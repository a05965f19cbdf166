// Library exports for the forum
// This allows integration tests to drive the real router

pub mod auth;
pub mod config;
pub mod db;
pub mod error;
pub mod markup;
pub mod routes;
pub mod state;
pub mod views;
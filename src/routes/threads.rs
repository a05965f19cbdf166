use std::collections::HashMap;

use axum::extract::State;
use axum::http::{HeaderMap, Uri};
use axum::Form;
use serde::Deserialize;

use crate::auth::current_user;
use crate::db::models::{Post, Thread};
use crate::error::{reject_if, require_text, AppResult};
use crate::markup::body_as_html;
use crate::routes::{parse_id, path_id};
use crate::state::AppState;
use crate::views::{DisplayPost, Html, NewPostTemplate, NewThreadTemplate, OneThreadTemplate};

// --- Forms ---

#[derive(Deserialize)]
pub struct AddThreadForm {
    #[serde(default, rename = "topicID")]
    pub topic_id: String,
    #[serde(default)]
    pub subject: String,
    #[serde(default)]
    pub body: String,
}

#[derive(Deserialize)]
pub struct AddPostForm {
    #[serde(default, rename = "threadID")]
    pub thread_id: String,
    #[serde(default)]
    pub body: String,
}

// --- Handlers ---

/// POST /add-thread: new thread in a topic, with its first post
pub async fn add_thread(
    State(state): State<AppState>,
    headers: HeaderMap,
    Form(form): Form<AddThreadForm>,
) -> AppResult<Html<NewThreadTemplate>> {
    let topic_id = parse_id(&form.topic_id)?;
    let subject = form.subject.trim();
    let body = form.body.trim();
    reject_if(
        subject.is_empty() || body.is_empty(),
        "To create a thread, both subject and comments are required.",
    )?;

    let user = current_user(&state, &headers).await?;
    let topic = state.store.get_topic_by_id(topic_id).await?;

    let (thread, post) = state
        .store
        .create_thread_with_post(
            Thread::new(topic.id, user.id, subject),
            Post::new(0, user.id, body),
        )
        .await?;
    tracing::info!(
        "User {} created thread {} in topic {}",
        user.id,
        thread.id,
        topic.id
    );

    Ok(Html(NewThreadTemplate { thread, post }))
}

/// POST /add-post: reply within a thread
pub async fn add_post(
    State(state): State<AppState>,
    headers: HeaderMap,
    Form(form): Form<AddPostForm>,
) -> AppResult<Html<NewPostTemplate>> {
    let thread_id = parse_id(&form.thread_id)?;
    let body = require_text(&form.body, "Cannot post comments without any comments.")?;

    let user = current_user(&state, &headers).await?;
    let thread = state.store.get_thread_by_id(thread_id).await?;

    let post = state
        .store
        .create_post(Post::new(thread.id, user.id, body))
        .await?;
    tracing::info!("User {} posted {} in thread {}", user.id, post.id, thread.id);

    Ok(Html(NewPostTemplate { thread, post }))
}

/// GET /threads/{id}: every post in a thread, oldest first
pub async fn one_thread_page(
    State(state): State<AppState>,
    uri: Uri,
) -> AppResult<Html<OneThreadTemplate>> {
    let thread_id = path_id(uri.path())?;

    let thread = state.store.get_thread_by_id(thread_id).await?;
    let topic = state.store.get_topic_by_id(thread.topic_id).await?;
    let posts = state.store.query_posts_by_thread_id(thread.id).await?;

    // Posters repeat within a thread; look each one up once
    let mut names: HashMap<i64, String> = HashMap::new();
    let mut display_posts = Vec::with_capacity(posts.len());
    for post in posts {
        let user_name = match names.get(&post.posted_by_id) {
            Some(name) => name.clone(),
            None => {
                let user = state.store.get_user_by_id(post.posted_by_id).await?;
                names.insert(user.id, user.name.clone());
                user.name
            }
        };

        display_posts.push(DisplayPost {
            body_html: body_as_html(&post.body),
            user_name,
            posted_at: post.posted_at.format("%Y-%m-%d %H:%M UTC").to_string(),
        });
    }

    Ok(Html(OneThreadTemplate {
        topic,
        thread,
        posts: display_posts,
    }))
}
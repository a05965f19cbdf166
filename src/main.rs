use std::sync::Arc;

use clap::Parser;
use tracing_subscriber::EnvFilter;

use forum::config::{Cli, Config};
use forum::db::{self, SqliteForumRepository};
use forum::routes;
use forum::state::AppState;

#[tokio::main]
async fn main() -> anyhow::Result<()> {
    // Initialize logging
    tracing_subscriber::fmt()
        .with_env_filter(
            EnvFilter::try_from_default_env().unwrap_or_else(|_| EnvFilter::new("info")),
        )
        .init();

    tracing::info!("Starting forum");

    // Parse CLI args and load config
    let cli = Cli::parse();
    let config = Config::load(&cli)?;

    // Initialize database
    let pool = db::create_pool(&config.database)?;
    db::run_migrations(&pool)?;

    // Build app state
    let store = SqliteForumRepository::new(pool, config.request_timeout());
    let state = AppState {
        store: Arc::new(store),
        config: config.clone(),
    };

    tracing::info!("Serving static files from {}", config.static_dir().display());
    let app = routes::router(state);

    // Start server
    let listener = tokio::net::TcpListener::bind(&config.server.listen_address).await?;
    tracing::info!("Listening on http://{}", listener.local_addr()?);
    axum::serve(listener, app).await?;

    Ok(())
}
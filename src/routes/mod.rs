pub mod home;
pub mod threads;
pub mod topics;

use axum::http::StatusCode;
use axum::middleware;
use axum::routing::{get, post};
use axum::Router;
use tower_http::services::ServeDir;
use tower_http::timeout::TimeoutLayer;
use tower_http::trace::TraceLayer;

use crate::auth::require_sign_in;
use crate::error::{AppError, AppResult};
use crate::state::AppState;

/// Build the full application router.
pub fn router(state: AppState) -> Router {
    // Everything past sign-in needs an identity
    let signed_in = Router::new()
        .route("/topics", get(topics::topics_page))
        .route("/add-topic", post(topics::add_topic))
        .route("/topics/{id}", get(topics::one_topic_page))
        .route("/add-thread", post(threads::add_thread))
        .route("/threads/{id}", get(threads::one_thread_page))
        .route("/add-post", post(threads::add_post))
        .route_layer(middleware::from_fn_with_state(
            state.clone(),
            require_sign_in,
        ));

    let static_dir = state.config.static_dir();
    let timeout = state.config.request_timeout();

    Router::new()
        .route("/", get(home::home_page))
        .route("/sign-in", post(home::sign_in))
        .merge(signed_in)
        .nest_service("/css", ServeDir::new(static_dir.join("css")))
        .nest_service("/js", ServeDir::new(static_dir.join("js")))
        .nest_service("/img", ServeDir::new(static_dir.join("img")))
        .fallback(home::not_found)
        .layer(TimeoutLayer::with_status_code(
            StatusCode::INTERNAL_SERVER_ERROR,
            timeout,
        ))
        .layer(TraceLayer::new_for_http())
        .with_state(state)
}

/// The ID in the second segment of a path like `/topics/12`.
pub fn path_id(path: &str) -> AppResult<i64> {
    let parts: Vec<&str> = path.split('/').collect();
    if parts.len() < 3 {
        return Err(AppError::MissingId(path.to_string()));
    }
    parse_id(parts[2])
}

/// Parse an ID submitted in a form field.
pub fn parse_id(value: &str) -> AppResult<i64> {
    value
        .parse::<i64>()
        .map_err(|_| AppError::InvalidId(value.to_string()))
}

§

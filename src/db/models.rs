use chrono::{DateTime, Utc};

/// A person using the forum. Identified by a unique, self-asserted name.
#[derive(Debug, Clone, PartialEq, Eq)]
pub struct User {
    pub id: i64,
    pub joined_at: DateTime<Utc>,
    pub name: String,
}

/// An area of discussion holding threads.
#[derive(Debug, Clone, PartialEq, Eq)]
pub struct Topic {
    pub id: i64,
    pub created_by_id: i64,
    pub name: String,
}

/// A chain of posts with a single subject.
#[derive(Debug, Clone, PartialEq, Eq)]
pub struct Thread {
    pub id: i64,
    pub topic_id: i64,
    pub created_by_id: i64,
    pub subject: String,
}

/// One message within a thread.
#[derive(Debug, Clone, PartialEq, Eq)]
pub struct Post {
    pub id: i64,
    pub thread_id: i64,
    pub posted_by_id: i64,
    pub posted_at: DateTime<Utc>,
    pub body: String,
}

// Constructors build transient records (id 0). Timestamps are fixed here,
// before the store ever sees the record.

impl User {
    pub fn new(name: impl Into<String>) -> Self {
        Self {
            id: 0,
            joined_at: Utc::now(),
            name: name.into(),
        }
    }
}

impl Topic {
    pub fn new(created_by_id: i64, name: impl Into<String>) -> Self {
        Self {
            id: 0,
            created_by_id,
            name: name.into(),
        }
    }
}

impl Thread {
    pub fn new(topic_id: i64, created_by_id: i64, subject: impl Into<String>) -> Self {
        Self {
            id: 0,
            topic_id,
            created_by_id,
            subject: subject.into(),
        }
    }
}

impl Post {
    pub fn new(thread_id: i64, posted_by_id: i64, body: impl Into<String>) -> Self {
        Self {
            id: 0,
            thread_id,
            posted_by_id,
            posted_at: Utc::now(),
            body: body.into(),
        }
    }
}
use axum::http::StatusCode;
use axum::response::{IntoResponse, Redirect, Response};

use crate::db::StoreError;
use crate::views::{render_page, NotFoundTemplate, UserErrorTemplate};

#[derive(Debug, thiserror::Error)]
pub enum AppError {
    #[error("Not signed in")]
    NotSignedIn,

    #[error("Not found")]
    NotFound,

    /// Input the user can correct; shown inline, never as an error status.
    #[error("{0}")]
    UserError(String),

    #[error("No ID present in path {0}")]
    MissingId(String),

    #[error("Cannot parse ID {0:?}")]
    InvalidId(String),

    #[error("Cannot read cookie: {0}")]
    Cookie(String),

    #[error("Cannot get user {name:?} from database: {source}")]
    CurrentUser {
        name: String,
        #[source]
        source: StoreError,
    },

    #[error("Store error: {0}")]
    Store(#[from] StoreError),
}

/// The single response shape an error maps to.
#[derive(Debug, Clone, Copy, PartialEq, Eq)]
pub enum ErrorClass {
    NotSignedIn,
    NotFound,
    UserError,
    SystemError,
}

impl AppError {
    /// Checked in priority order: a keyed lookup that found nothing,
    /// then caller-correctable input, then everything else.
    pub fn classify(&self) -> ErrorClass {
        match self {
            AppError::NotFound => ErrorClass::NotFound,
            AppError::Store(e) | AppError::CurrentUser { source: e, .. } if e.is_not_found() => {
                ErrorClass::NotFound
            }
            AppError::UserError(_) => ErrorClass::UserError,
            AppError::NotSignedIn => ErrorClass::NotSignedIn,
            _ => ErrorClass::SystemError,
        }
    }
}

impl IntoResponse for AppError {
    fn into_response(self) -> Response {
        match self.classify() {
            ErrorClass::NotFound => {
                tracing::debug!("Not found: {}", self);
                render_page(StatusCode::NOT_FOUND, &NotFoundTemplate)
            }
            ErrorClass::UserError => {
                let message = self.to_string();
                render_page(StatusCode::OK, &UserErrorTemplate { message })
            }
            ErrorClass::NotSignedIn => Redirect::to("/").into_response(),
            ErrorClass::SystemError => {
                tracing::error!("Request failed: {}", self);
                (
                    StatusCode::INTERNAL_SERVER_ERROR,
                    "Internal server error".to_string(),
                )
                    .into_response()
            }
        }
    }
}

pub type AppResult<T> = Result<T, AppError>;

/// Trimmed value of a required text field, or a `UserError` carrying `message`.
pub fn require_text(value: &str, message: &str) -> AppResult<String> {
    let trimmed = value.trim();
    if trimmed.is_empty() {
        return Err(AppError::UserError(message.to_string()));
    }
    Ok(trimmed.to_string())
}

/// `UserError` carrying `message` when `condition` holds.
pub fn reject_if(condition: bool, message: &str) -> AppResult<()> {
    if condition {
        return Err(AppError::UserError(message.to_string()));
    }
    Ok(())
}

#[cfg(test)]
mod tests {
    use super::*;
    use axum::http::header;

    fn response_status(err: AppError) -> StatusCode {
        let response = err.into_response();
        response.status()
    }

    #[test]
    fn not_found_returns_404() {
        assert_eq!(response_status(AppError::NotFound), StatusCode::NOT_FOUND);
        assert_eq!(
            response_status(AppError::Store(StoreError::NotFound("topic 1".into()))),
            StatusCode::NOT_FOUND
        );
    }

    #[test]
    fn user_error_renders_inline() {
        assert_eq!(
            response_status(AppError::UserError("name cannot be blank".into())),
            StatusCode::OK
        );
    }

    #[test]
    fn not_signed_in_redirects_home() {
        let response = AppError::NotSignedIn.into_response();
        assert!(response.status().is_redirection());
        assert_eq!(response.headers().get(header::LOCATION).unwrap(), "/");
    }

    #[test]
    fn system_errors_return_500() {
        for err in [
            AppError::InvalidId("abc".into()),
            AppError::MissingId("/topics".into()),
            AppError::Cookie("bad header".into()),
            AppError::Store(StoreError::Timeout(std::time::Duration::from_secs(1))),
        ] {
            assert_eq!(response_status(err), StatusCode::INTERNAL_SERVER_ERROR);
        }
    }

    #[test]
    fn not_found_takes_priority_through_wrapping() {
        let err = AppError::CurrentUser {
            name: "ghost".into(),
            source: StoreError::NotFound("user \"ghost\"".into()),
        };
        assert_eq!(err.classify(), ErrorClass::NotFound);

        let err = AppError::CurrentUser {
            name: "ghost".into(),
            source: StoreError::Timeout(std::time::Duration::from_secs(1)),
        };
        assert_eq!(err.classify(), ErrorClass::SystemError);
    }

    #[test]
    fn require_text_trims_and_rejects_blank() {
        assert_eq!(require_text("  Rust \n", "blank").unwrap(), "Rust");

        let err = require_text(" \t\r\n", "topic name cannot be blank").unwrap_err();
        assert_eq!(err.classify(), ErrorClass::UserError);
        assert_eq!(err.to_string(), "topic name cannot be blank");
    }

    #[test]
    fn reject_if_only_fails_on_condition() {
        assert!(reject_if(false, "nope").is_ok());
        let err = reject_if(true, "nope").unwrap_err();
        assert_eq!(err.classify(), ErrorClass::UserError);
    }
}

§

REQUIREMENT =>
Lines above that contain the string "models" make up the answer.

SOLUTION FOR THIS TASK =>
use crate::db::models::{Post, Thread};
filename src/db/models.rs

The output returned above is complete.